■ SUPPLIED MATERIAL ■
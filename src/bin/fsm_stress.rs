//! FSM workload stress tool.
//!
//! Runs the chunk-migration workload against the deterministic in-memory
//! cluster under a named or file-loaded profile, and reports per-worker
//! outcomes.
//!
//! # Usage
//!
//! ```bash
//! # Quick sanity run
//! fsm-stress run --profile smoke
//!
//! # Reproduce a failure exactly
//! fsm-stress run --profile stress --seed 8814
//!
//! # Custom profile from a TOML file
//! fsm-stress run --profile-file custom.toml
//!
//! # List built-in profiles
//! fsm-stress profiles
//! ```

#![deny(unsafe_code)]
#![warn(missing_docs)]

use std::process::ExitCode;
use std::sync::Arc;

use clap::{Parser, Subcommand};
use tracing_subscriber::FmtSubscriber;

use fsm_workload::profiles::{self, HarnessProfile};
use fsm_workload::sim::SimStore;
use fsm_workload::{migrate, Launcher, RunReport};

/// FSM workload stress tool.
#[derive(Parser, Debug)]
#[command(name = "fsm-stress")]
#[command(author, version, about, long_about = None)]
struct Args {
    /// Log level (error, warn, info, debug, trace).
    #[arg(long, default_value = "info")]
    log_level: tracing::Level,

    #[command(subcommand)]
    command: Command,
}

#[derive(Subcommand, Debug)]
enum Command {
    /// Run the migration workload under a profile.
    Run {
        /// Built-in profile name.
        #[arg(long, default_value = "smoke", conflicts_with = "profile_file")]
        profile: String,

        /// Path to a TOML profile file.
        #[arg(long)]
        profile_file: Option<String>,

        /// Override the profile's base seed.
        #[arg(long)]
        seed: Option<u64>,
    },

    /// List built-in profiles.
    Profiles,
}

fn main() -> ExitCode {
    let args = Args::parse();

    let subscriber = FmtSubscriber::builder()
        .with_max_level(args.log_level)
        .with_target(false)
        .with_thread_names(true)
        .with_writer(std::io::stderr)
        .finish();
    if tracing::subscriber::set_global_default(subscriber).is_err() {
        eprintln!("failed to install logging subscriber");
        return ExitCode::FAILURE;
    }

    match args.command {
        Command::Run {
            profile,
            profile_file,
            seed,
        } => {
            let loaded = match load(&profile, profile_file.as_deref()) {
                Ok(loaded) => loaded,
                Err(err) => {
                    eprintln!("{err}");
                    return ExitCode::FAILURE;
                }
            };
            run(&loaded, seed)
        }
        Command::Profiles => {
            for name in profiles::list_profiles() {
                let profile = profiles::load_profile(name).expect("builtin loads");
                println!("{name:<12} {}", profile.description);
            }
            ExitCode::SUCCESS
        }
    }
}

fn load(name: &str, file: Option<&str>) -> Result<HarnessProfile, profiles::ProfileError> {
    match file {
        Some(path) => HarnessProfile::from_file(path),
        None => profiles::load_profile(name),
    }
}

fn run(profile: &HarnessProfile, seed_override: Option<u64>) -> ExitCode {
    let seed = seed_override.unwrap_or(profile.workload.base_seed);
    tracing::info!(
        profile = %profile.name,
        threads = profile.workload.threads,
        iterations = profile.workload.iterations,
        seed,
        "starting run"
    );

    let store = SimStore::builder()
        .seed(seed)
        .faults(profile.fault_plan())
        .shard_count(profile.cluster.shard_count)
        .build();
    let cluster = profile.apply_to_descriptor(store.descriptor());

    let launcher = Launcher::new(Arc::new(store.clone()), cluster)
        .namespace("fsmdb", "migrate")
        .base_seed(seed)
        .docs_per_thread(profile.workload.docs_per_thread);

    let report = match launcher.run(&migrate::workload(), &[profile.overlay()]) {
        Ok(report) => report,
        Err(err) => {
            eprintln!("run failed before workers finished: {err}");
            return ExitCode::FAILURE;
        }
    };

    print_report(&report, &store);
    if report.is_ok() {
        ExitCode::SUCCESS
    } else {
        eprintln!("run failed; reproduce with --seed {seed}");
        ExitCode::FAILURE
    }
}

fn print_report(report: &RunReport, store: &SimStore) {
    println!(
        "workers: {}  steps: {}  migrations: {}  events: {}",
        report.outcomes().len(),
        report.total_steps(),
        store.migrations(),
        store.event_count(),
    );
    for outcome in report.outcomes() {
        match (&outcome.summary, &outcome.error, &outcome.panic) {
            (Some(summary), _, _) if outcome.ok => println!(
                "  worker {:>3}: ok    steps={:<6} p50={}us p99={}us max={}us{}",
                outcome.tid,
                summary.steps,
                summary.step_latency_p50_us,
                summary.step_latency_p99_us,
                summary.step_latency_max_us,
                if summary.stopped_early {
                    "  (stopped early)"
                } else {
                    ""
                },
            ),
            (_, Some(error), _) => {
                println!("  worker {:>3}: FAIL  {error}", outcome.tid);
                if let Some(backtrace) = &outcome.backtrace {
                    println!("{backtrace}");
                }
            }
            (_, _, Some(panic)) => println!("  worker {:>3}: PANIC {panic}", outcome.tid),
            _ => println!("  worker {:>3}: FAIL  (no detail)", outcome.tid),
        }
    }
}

■ REQUIRED WORK ■
Tally every line in the listing that holds "String" and answer with the total only.

■ YOUR SOLUTION ■
2